Is extended ping more reliable? I don't see how. Any thoughts?

[Bob Wyman responds:
The two forms of ping are equally reliable in that they both rely on XML-RPC. However, an extended ping is likely to generate more immediate traffic to your site then the old-style basic ping will. This is because there are quite a number of services that prefer or insist on reading from RSS and Atom feeds. If you send an old-style basic ping, your ping is only most useful to a service that doesn't care about feeds. If you send an extended ping, then either HTML or RSS focused services will be able to use your feed. So, given that it is trivial to generate an extended ping, why not do so? You only gain by sending an extended-ping. I can see no benefit in sending old-style basic pings unless you know that the service you're pinging hasn't been updated to accept extended pings. Such services will fade rapidly, I think.]
Nick

I don't see any benefit of no longer accepting basic pings if your blogging tool of choice decides to upgrade to extended pings. There will always be people who haven't upgraded their current blogging software. It's not a matter of letting the user choose basic or extended pings - extended pings are the obviously more powerful choice and those that support it should default to it. But is there any real reason to exclude those that haven't upgraded from being able to ping?

[Bob Wyman responds:

I am not suggesting that services stop accepting basic pings. Rather, I am arguing strongly that people should stop *sending* the old-style basic pings. Of course, you would make an exception if you were sending data to a service that hasn't been updated to accept extended-bings. But, such services will be much less common in the future.

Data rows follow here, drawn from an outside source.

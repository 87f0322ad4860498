use chrono::{DateTime, Utc};
use lazy_static::lazy_static;
use regex::Regex;
use serde::Deserialize;
use url::Url;

pub type StoryId = u64;

/// Number of story ids rendered per page of the feed.
pub const CHUNK_SIZE: usize = 10;

const DISCUSSION_URL: &str = "https://news.ycombinator.com/item?id=";

lazy_static! {
    static ref PARAGRAPH_RE: Regex = Regex::new(r"(?i)<p>").expect("valid paragraph regex");
    static ref TAG_RE: Regex = Regex::new(r"<[^>]+>").expect("valid tag regex");
}

#[derive(Debug, Clone, PartialEq, Deserialize)]
pub struct Story {
    pub id: StoryId,
    #[serde(default)]
    pub by: String,
    #[serde(default)]
    pub title: String,
    #[serde(default)]
    pub url: Option<String>,
    #[serde(default)]
    pub score: i64,
    #[serde(default)]
    pub time: i64,
    #[serde(default)]
    pub kids: Vec<StoryId>,
    #[serde(default)]
    pub descendants: u32,
    #[serde(default)]
    pub deleted: bool,
    #[serde(default)]
    pub dead: bool,
}

impl Story {
    /// Host of the linked article, `None` for self posts.
    pub fn domain(&self) -> Option<String> {
        let url = Url::parse(self.url.as_deref()?).ok()?;
        url.host_str()
            .map(|host| host.trim_start_matches("www.").to_string())
    }

    pub fn discussion_url(&self) -> String {
        format!("{}{}", DISCUSSION_URL, self.id)
    }

    /// The article link, falling back to the discussion page for Ask/Show posts.
    pub fn link(&self) -> String {
        match &self.url {
            Some(url) if !url.is_empty() => url.clone(),
            _ => self.discussion_url(),
        }
    }
}

#[derive(Debug, Clone, PartialEq, Deserialize)]
pub struct Comment {
    pub id: StoryId,
    #[serde(default)]
    pub by: String,
    #[serde(default)]
    pub text: String,
    // Fetched with the comment but never followed.
    #[serde(default)]
    pub kids: Vec<StoryId>,
    #[serde(default)]
    pub parent: Option<StoryId>,
    #[serde(default)]
    pub time: i64,
    #[serde(default)]
    pub deleted: bool,
    #[serde(default)]
    pub dead: bool,
}

impl Comment {
    pub fn is_visible(&self) -> bool {
        !self.deleted && !self.dead
    }

    /// Comment body with markup removed and entities decoded.
    pub fn plain_text(&self) -> String {
        let text = PARAGRAPH_RE.replace_all(&self.text, "\n\n");
        let text = TAG_RE.replace_all(&text, "");
        html_escape::decode_html_entities(text.trim()).to_string()
    }
}

/// Formats a unix timestamp relative to `now`, e.g. "3 hours ago".
pub fn time_ago(unix: i64, now: DateTime<Utc>) -> String {
    let Some(then) = DateTime::from_timestamp(unix, 0) else {
        return String::new();
    };
    let elapsed = now.signed_duration_since(then);

    let (value, unit) = if elapsed.num_days() > 0 {
        (elapsed.num_days(), "day")
    } else if elapsed.num_hours() > 0 {
        (elapsed.num_hours(), "hour")
    } else if elapsed.num_minutes() > 0 {
        (elapsed.num_minutes(), "minute")
    } else {
        return "just now".to_string();
    };

    if value == 1 {
        format!("1 {} ago", unit)
    } else {
        format!("{} {}s ago", value, unit)
    }
}

#[cfg(test)]
mod tests {
    use super::*;

    fn comment(text: &str) -> Comment {
        Comment {
            id: 1,
            by: "pg".to_string(),
            text: text.to_string(),
            kids: Vec::new(),
            parent: Some(8863),
            time: 0,
            deleted: false,
            dead: false,
        }
    }

    #[test]
    fn story_defaults_missing_fields() {
        let story: Story = serde_json::from_str(r#"{"id": 8863, "title": "My YC app"}"#).unwrap();
        assert_eq!(story.kids, Vec::<StoryId>::new());
        assert_eq!(story.url, None);
        assert_eq!(story.link(), "https://news.ycombinator.com/item?id=8863");
    }

    #[test]
    fn domain_strips_www() {
        let story: Story = serde_json::from_str(
            r#"{"id": 1, "url": "https://www.getdropbox.com/u/2/screencast.html"}"#,
        )
        .unwrap();
        assert_eq!(story.domain().as_deref(), Some("getdropbox.com"));
    }

    #[test]
    fn plain_text_strips_markup() {
        let c = comment("Fair point.<p>See <a href=\"https://x.io\">this</a> &amp; that");
        assert_eq!(c.plain_text(), "Fair point.\n\nSee this & that");
    }

    #[test]
    fn deleted_comment_is_hidden() {
        let mut c = comment("gone");
        c.deleted = true;
        assert!(!c.is_visible());
    }

    #[test]
    fn time_ago_picks_largest_unit() {
        let now = DateTime::from_timestamp(100_000, 0).unwrap();
        assert_eq!(time_ago(100_000 - 30, now), "just now");
        assert_eq!(time_ago(100_000 - 60, now), "1 minute ago");
        assert_eq!(time_ago(100_000 - 3 * 3600, now), "3 hours ago");
        assert_eq!(time_ago(100_000 - 2 * 86_400, now), "2 days ago");
    }
}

People who insist on sending old-style basic pings are basically excluding themselves from getting the best service from today's search and matching engines. This is especially the case for those total old-timers that not only send old-style basic pings but also don't provide feed autodiscovery tags in their HTML pages.]

Danny

I can certainly see the motivation for passing along the extra data, but talking historical, isn't it about time to move on from XML-RPC?